By Denise Dick
Getting the school district’s curriculum up to state standards will be an expensive proposition.
One of the elements of the Academic Recovery Plan for the district updated by the state-appointed Academic Distress Commission earlier this year calls for up-to-date Ohio standards based pre-kindergarten through 12 plans in literacy, math, science and social studies.
Teams of teachers and administrators determined the books, materials and supplies needed to accomplish that and the cost is nearly $500,000 for grades seven through 12.
That includes $200,000 for textbooks; $20,000 for books for classroom libraries for language; and $180,000 for science supplies for students and teachers such as lab coats for each student, physical world maps and scientific calculators.
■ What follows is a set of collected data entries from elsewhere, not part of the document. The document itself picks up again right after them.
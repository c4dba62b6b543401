//! Fee Waterfall
//!
//! Splits each collateral's share of a redemption into the recipient's
//! payout and the protocol fee, then splits the protocol fee between the
//! vault operator and the remainder address.
//!
//! ```text
//! availability = floor(balance * supply_delta / PRECISION)
//! protocol_fee = ceil(availability * PROTOCOL_FEE / PRECISION)
//! recipient    = availability - protocol_fee - hook claim
//! operator     = min(floor(protocol_fee * share / PRECISION), protocol_fee)
//! remainder    = protocol_fee - operator
//! ```
//!
//! A collateral listed more than once is paid once.

use std::collections::HashSet;

use borsh::{BorshDeserialize, BorshSerialize};
use glue_common::{
    addresses::ZERO_ADDRESS, collateral_share, operator_cut, protocol_fee, safe_sub,
    short_address, Address, AssetKind, GlueError, GlueEvent, GlueResult, Host,
};
use serde::{Deserialize, Serialize};
use tracing::debug;

use crate::hooks;

/// One collateral paid by a redemption
#[derive(
    Debug,
    Clone,
    Copy,
    PartialEq,
    Eq,
    Serialize,
    Deserialize,
    BorshSerialize,
    BorshDeserialize,
)]
pub struct Payout {
    pub collateral: Address,
    /// Vault balance share before fees
    pub availability: u128,
    pub protocol_fee: u128,
    pub operator_fee: u128,
    pub remainder_fee: u128,
    /// Taken by the backed asset's hook out of the recipient amount
    pub hook_amount: u128,
    /// Sent to the recipient
    pub recipient_amount: u128,
}

/// One collateral of a quote
#[derive(
    Debug,
    Clone,
    Copy,
    PartialEq,
    Eq,
    Serialize,
    Deserialize,
    BorshSerialize,
    BorshDeserialize,
)]
pub struct QuotedPayout {
    pub collateral: Address,
    pub availability: u128,
    pub protocol_fee: u128,
    pub recipient_amount: u128,
}

/// Rejects collateral lists the engine must never act on
pub(crate) fn validate_collaterals(
    collaterals: &[Address],
    backed_asset: &Address,
) -> GlueResult<()> {
    if collaterals.is_empty() {
        return Err(GlueError::EmptyCollateralList);
    }
    for collateral in collaterals {
        if *collateral == ZERO_ADDRESS {
            return Err(GlueError::InvalidAddress {
                reason: "collateral cannot be zero address",
            });
        }
        if collateral == backed_asset {
            return Err(GlueError::CollateralIsBackedAsset { asset: *collateral });
        }
    }
    Ok(())
}

/// Collateral must be a continuous asset known to the ledger
pub(crate) fn check_collateral_kinds(host: &Host, collaterals: &[Address]) -> GlueResult<()> {
    for collateral in collaterals {
        match host.ledger().kind_of(collateral) {
            Some(AssetKind::Fungible) | Some(AssetKind::Native) => {}
            Some(AssetKind::ItemSet) => {
                return Err(GlueError::WrongAssetKind {
                    asset: *collateral,
                    expected: AssetKind::Fungible,
                })
            }
            None => return Err(GlueError::UnknownAsset { asset: *collateral }),
        }
    }
    Ok(())
}

/// Availability and fee for one collateral; `None` when nothing is payable
fn split(balance: u128, supply_delta: u128) -> GlueResult<Option<(u128, u128, u128)>> {
    let availability = collateral_share(balance, supply_delta)?;
    if availability == 0 {
        return Ok(None);
    }
    let fee = protocol_fee(availability)?;
    let recipient_amount = availability.saturating_sub(fee);
    if recipient_amount == 0 {
        return Ok(None);
    }
    Ok(Some((availability, fee, recipient_amount)))
}

/// Pure projection of what [`distribute`] would pay, ignoring hooks
pub(crate) fn project(
    host: &Host,
    vault: Address,
    collaterals: &[Address],
    supply_delta: u128,
) -> GlueResult<Vec<QuotedPayout>> {
    let mut seen = HashSet::with_capacity(collaterals.len());
    let mut quoted = Vec::new();

    for collateral in collaterals {
        if !seen.insert(*collateral) {
            continue;
        }
        let balance = host.ledger().balance_of(collateral, &vault)?;
        if let Some((availability, fee, recipient_amount)) = split(balance, supply_delta)? {
            quoted.push(QuotedPayout {
                collateral: *collateral,
                availability,
                protocol_fee: fee,
                recipient_amount,
            });
        }
    }
    Ok(quoted)
}

/// Pays every unique collateral its share of `supply_delta`
pub(crate) fn distribute(
    host: &mut Host,
    vault: Address,
    collaterals: &[Address],
    supply_delta: u128,
    recipient: Address,
) -> GlueResult<Vec<Payout>> {
    let settings = host.vault(&vault)?.settings;
    let fee_info = host.settings(&settings)?.protocol_fee_info();

    // call-scoped duplicate-collateral marker
    let mut paid = HashSet::with_capacity(collaterals.len());
    let mut payouts = Vec::new();

    for collateral in collaterals {
        if !paid.insert(*collateral) {
            debug!(collateral = %short_address(collateral), "duplicate collateral skipped");
            continue;
        }

        let balance = host.ledger().balance_of(collateral, &vault)?;
        let Some((availability, fee, recipient_amount)) = split(balance, supply_delta)? else {
            continue;
        };

        let claim = hooks::claim(host, vault, *collateral, recipient_amount, recipient)?;

        let operator_fee = if fee_info.operator == ZERO_ADDRESS {
            0
        } else {
            operator_cut(fee, fee_info.operator_share)?
        };
        let remainder_fee = safe_sub(fee, operator_fee)?;

        let mut ledger = host.ledger_mut();
        if operator_fee > 0 {
            ledger.transfer(*collateral, vault, fee_info.operator, operator_fee)?;
        }
        if remainder_fee > 0 {
            ledger.transfer(*collateral, vault, fee_info.remainder, remainder_fee)?;
        }
        if claim.residual > 0 {
            ledger.transfer(*collateral, vault, recipient, claim.residual)?;
        }

        host.emit(GlueEvent::CollateralPaid {
            vault,
            collateral: *collateral,
            recipient,
            amount: claim.residual,
            protocol_fee: fee,
            hook_amount: claim.sent,
        });
        payouts.push(Payout {
            collateral: *collateral,
            availability,
            protocol_fee: fee,
            operator_fee,
            remainder_fee,
            hook_amount: claim.sent,
            recipient_amount: claim.residual,
        });
    }
    Ok(payouts)
}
Doug Hiscox, the district’s deputy superintendent for academic affairs, told board members this week that granting the request should mean he doesn’t have to request more money for supplies and materials during this school year.
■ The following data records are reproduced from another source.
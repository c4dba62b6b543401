//! Error Types for the Glue Protocol
//!
//! Errors are grouped by the failure taxonomy of the redemption core:
//! validation, asset interaction, liquidity, settlement and extension.
//! Only extension errors are ever recovered locally; everything else
//! aborts the call and the host rolls the frame back.

use thiserror::Error;

use crate::types::{short_address, Address, AssetKind, ItemId};

/// Result type alias for Glue operations
pub type GlueResult<T> = Result<T, GlueError>;

/// Main error enum for all Glue protocol errors
#[derive(Debug, Clone, PartialEq, Eq, Error)]
pub enum GlueError {
    // ============ Input Validation Errors ============
    /// Redemption called without any collateral to pay out
    #[error("collateral list is empty")]
    EmptyCollateralList,

    /// Zero amount not allowed
    #[error("amount must be non-zero")]
    ZeroAmount,

    /// Item-set redemption without any item
    #[error("item set is empty")]
    EmptyItemSet,

    /// The same item identifier was surrendered twice
    #[error("item {item} listed more than once")]
    DuplicateItem { item: ItemId },

    /// Invalid address (e.g., zero address)
    #[error("invalid address: {reason}")]
    InvalidAddress { reason: &'static str },

    /// A vault cannot pay out its own backed asset
    #[error("collateral {} is the backed asset", short_address(.asset))]
    CollateralIsBackedAsset { asset: Address },

    /// Loan requested over an empty vault list
    #[error("vault list is empty")]
    EmptyVaultList,

    /// Invalid input parameter
    #[error("invalid {param}: {reason}")]
    InvalidInput {
        param: &'static str,
        reason: &'static str,
    },

    /// Settings provider configuration out of bounds
    #[error("invalid fee settings: {reason}")]
    InvalidSettings { reason: &'static str },

    /// Asset exists but is not of the kind this contract handles
    #[error("asset {} is not a {expected:?}", short_address(.asset))]
    WrongAssetKind { asset: Address, expected: AssetKind },

    /// A vault is already bound to this asset
    #[error("asset {} already bound to vault {}", short_address(.asset), short_address(.vault))]
    VaultAlreadyExists { asset: Address, vault: Address },

    /// No vault at the given address
    #[error("vault {} not found", short_address(.vault))]
    VaultNotFound { vault: Address },

    /// No vault is bound to the given asset
    #[error("asset {} has no vault", short_address(.asset))]
    AssetNotBacked { asset: Address },

    /// Enumeration index past the end
    #[error("index {index} out of bounds ({len} entries)")]
    IndexOutOfBounds { index: usize, len: usize },

    /// Caller is not authorized for this operation
    #[error("caller {} is not {}", short_address(.actual), short_address(.expected))]
    Unauthorized { expected: Address, actual: Address },

    // ============ Asset Interaction Errors ============
    /// Asset is not registered in the ledger
    #[error("unknown asset {}", short_address(.asset))]
    UnknownAsset { asset: Address },

    /// Transfer produced an unexpected outcome (including a zero net delta)
    #[error("transfer of {amount} {} failed", short_address(.asset))]
    TransferFailed {
        asset: Address,
        from: Address,
        to: Address,
        amount: u128,
    },

    /// The asset's own logic refused the transfer
    #[error("asset {} rejected transfer: {reason}", short_address(.asset))]
    TransferRejected {
        asset: Address,
        reason: &'static str,
    },

    /// Holder balance too small
    #[error("insufficient balance of {}: {available} < {requested}", short_address(.asset))]
    InsufficientBalance {
        asset: Address,
        available: u128,
        requested: u128,
    },

    /// The asset does not support burning
    #[error("asset {} cannot be burned", short_address(.asset))]
    BurnRejected { asset: Address },

    /// Item is not held by the expected owner
    #[error("item {item} of {} not owned by {}", short_address(.asset), short_address(.holder))]
    ItemNotOwned {
        asset: Address,
        item: ItemId,
        holder: Address,
    },

    /// Item identifier already minted
    #[error("item {item} of {} already exists", short_address(.asset))]
    ItemExists { asset: Address, item: ItemId },

    /// Surrendered units exceed the adjusted outstanding supply
    #[error("amount {amount} exceeds outstanding supply {supply}")]
    ExceedsSupply { amount: u128, supply: u128 },

    // ============ Math Errors ============
    /// Arithmetic overflow occurred
    #[error("arithmetic overflow")]
    Overflow,

    /// Arithmetic underflow occurred
    #[error("arithmetic underflow")]
    Underflow,

    /// Division by zero
    #[error("division by zero")]
    DivisionByZero,

    // ============ Liquidity Errors ============
    /// Aggregate vault balances cannot cover the requested loan
    #[error("insufficient liquidity of {}: {available} < {requested}", short_address(.asset))]
    InsufficientLiquidity {
        asset: Address,
        available: u128,
        requested: u128,
    },

    // ============ Settlement Errors ============
    /// A participating vault did not get its loan plus fee back
    #[error("vault {} not repaid: expected {expected}, found {actual}", short_address(.vault))]
    LoanNotRepaid {
        vault: Address,
        expected: u128,
        actual: u128,
    },

    /// Borrower callback failed or returned false
    #[error("loan callback failed")]
    LoanCallbackFailed,

    // ============ Extension Errors ============
    /// Hook query or execution failed
    #[error("hook failed: {reason}")]
    HookFailed { reason: &'static str },

    // ============ Host Errors ============
    /// Nested entry into a lock-guarded entry point
    #[error("reentrant call into {} ({guard})", short_address(.contract))]
    Reentrancy {
        contract: Address,
        guard: &'static str,
    },

    /// No collaborator code deployed at the address
    #[error("no contract deployed at {}", short_address(.address))]
    ContractNotDeployed { address: Address },
}

/// Failure taxonomy
#[derive(Debug, Clone, Copy, PartialEq, Eq)]
pub enum ErrorCategory {
    /// Bad caller input, rejected before any state change
    Validation,
    /// Unexpected outcome of an asset interaction
    AssetInteraction,
    /// Not enough aggregate balance for a loan
    Liquidity,
    /// Loan not repaid after the borrower callback
    Settlement,
    /// Hook failures; always recovered to the conservative default
    Extension,
    /// Execution host invariants (locks, missing code)
    Host,
}

impl GlueError {
    /// Returns a stable error code for logging/debugging
    pub fn code(&self) -> &'static str {
        match self {
            Self::EmptyCollateralList => "E001_EMPTY_COLLATERALS",
            Self::ZeroAmount => "E002_ZERO_AMOUNT",
            Self::EmptyItemSet => "E003_EMPTY_ITEMS",
            Self::DuplicateItem { .. } => "E004_DUPLICATE_ITEM",
            Self::InvalidAddress { .. } => "E005_INVALID_ADDRESS",
            Self::CollateralIsBackedAsset { .. } => "E006_COLLATERAL_IS_BACKED",
            Self::EmptyVaultList => "E007_EMPTY_VAULTS",
            Self::InvalidInput { .. } => "E008_INVALID_INPUT",
            Self::InvalidSettings { .. } => "E009_INVALID_SETTINGS",
            Self::WrongAssetKind { .. } => "E010_WRONG_KIND",
            Self::VaultAlreadyExists { .. } => "E011_VAULT_EXISTS",
            Self::VaultNotFound { .. } => "E012_VAULT_NOT_FOUND",
            Self::AssetNotBacked { .. } => "E013_NOT_BACKED",
            Self::IndexOutOfBounds { .. } => "E014_INDEX_OOB",
            Self::Unauthorized { .. } => "E015_UNAUTHORIZED",
            Self::UnknownAsset { .. } => "E020_UNKNOWN_ASSET",
            Self::TransferFailed { .. } => "E021_TRANSFER_FAILED",
            Self::TransferRejected { .. } => "E022_TRANSFER_REJECTED",
            Self::InsufficientBalance { .. } => "E023_INSUFFICIENT_BALANCE",
            Self::BurnRejected { .. } => "E024_BURN_REJECTED",
            Self::ItemNotOwned { .. } => "E025_ITEM_NOT_OWNED",
            Self::ItemExists { .. } => "E026_ITEM_EXISTS",
            Self::ExceedsSupply { .. } => "E027_EXCEEDS_SUPPLY",
            Self::Overflow => "E030_OVERFLOW",
            Self::Underflow => "E031_UNDERFLOW",
            Self::DivisionByZero => "E032_DIV_ZERO",
            Self::InsufficientLiquidity { .. } => "E040_INSUFFICIENT_LIQUIDITY",
            Self::LoanNotRepaid { .. } => "E050_LOAN_NOT_REPAID",
            Self::LoanCallbackFailed => "E051_LOAN_CALLBACK_FAIL",
            Self::HookFailed { .. } => "E060_HOOK_FAILED",
            Self::Reentrancy { .. } => "E070_REENTRANCY",
            Self::ContractNotDeployed { .. } => "E071_NO_CONTRACT",
        }
    }

    /// Where this error sits in the failure taxonomy
    pub fn category(&self) -> ErrorCategory {
        match self {
            Self::EmptyCollateralList
            | Self::ZeroAmount
            | Self::EmptyItemSet
            | Self::DuplicateItem { .. }
            | Self::InvalidAddress { .. }
            | Self::CollateralIsBackedAsset { .. }
            | Self::EmptyVaultList
            | Self::InvalidInput { .. }
            | Self::InvalidSettings { .. }
            | Self::WrongAssetKind { .. }
            | Self::VaultAlreadyExists { .. }
            | Self::VaultNotFound { .. }
            | Self::AssetNotBacked { .. }
            | Self::IndexOutOfBounds { .. }
            | Self::Unauthorized { .. } => ErrorCategory::Validation,
            Self::UnknownAsset { .. }
            | Self::TransferFailed { .. }
            | Self::TransferRejected { .. }
            | Self::InsufficientBalance { .. }
            | Self::BurnRejected { .. }
            | Self::ItemNotOwned { .. }
            | Self::ItemExists { .. }
            | Self::ExceedsSupply { .. }
            | Self::Overflow
            | Self::Underflow
            | Self::DivisionByZero => ErrorCategory::AssetInteraction,
            Self::InsufficientLiquidity { .. } => ErrorCategory::Liquidity,
            Self::LoanNotRepaid { .. } | Self::LoanCallbackFailed => ErrorCategory::Settlement,
            Self::HookFailed { .. } => ErrorCategory::Extension,
            Self::Reentrancy { .. } | Self::ContractNotDeployed { .. } => ErrorCategory::Host,
        }
    }

    /// Returns true if the caller can fix this by changing the request
    pub fn is_recoverable(&self) -> bool {
        matches!(
            self.category(),
            ErrorCategory::Validation | ErrorCategory::Liquidity
        )
    }
}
“Hold us accountable,” he said. “We’re not asking for a blank check. We’ll only spend what we need.”
School-board members expressed concerns about the cost as the district faces dwindling money from the state and potentially decreased enrollment. The board is asking voters in November to renew a levy originally passed in 2008. If approved, the levy would continue to generate about $5.2 million annually for four years.
Without it, the district will go into deficit spending during the next school year, officials have said.
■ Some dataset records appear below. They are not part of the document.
//! Redemption Engine
//!
//! Shared by both amount models. One redemption runs as a single call frame
//! under the vault's exclusive-execution lock:
//!
//! 1. take custody of the surrender, measuring what actually arrived
//! 2. run the one-time supply and hook probes
//! 3. let the hook claim part of the surrender (continuous assets)
//! 4. compute the adjusted outstanding supply and the supply delta
//! 5. take the received units out of circulation
//! 6. notify the hook with the surrendered items (item sets)
//! 7. pay every unique collateral through the fee waterfall

use borsh::{BorshDeserialize, BorshSerialize};
use glue_common::{
    addresses::ZERO_ADDRESS, guards, safe_sub, short_address, supply_delta, Address, GlueError,
    GlueEvent, GlueResult, Host,
};
use serde::{Deserialize, Serialize};
use tracing::debug;

use crate::model::AmountModel;
use crate::probe;
use crate::waterfall::{self, Payout, QuotedPayout};

/// Result of a successful redemption
#[derive(Debug, Clone, PartialEq, Eq, Serialize, Deserialize, BorshSerialize, BorshDeserialize)]
pub struct Redemption {
    /// Surrendered share of outstanding supply (PRECISION units)
    pub supply_delta: u128,
    /// Units actually retired after transfer losses, probes and hook claims
    pub real_amount: u128,
    pub supply_before: u128,
    pub supply_after: u128,
    pub recipient: Address,
    pub payouts: Vec<Payout>,
}

/// Projection of a redemption of a given number of units
#[derive(Debug, Clone, PartialEq, Eq, Serialize, Deserialize, BorshSerialize, BorshDeserialize)]
pub struct Quote {
    pub supply_delta: u128,
    pub supply_before: u128,
    pub payouts: Vec<QuotedPayout>,
}

/// Adjusted outstanding supply of the vault's backed asset.
///
/// Total supply minus unreachable sink holdings minus what the vault itself
/// keeps. `pending` received units that are about to be retired still count
/// as outstanding.
pub(crate) fn outstanding_supply<M: AmountModel>(
    host: &Host,
    vault: Address,
    pending: u128,
) -> GlueResult<u128> {
    let record = host.vault(&vault)?;
    let ledger = host.ledger();

    let total = ledger.total_supply(&record.backed_asset)?;
    let sinks = M::sink_holdings(host, record)?;
    let held = ledger
        .balance_of(&record.backed_asset, &vault)?
        .saturating_sub(pending);

    let reachable = safe_sub(total, sinks)?;
    safe_sub(reachable, held)
}

/// Runs one redemption of units held by `caller`, made for `origin`
pub(crate) fn redeem<M: AmountModel>(
    host: &mut Host,
    vault: Address,
    caller: Address,
    origin: Address,
    collaterals: &[Address],
    surrender: &M::Surrender,
    recipient: Option<Address>,
) -> GlueResult<Redemption> {
    host.transact(|h| {
        let mut guard = h.enter(vault, guards::VAULT)?;
        let host: &mut Host = &mut guard;

        let backed_asset = host.vault(&vault)?.backed_asset;
        waterfall::validate_collaterals(collaterals, &backed_asset)?;
        waterfall::check_collateral_kinds(host, collaterals)?;
        M::validate(surrender)?;
        let recipient = match recipient {
            Some(r) if r != ZERO_ADDRESS => r,
            _ => caller,
        };

        let received = M::receive(host, backed_asset, caller, vault, surrender)?;
        let real = M::learn_supply(host, vault, received)?;
        probe::learn_hook(host, vault)?;
        let real = M::claim_before_retire(host, vault, real, recipient)?;

        let supply_before = outstanding_supply::<M>(host, vault, real)?;
        let delta = supply_delta(real, supply_before)?;
        let supply_after = safe_sub(supply_before, real)?;

        M::retire(host, vault, surrender, real)?;
        M::notify_after_retire(host, vault, surrender, recipient)?;

        let payouts = waterfall::distribute(host, vault, collaterals, delta, recipient)?;

        debug!(
            vault = %short_address(&vault),
            caller = %short_address(&caller),
            origin = %short_address(&origin),
            surrendered = M::units(surrender),
            received,
            real,
            supply_before,
            delta,
            paid = payouts.len(),
            "redeemed"
        );
        host.emit(GlueEvent::Redeemed {
            vault,
            caller,
            origin,
            recipient,
            real_amount: real,
            supply_delta: delta,
            supply_before,
            supply_after,
            items: M::items(surrender),
        });

        Ok(Redemption {
            supply_delta: delta,
            real_amount: real,
            supply_before,
            supply_after,
            recipient,
            payouts,
        })
    })
}

/// Projects a redemption of `units` without touching state
pub(crate) fn quote<M: AmountModel>(
    host: &Host,
    vault: Address,
    collaterals: &[Address],
    units: u128,
) -> GlueResult<Quote> {
    let backed_asset = host.vault(&vault)?.backed_asset;
    waterfall::validate_collaterals(collaterals, &backed_asset)?;
    waterfall::check_collateral_kinds(host, collaterals)?;
    if units == 0 {
        return Err(GlueError::ZeroAmount);
    }

    let supply_before = outstanding_supply::<M>(host, vault, 0)?;
    let delta = supply_delta(units, supply_before)?;
    let payouts = waterfall::project(host, vault, collaterals, delta)?;

    Ok(Quote {
        supply_delta: delta,
        supply_before,
        payouts,
    })
}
Lock P. Beachum Sr., school board president, said the district still has to look for ways to tighten its belt.
In March 2011, the district was released from fiscal emergency, a designation bestowed upon it by the state in 2006.
Marcia Haire-Ellis, board member, said the district should talk to its Business Advisory Board and other organizations to help pay for some of the items.
Michael Murphy, board member, pointed out that the district’s interim treasurer was looking into refinancing district bonds, which is expected to save about $1 million.
“There’s no better use for that money than for the students,” he said.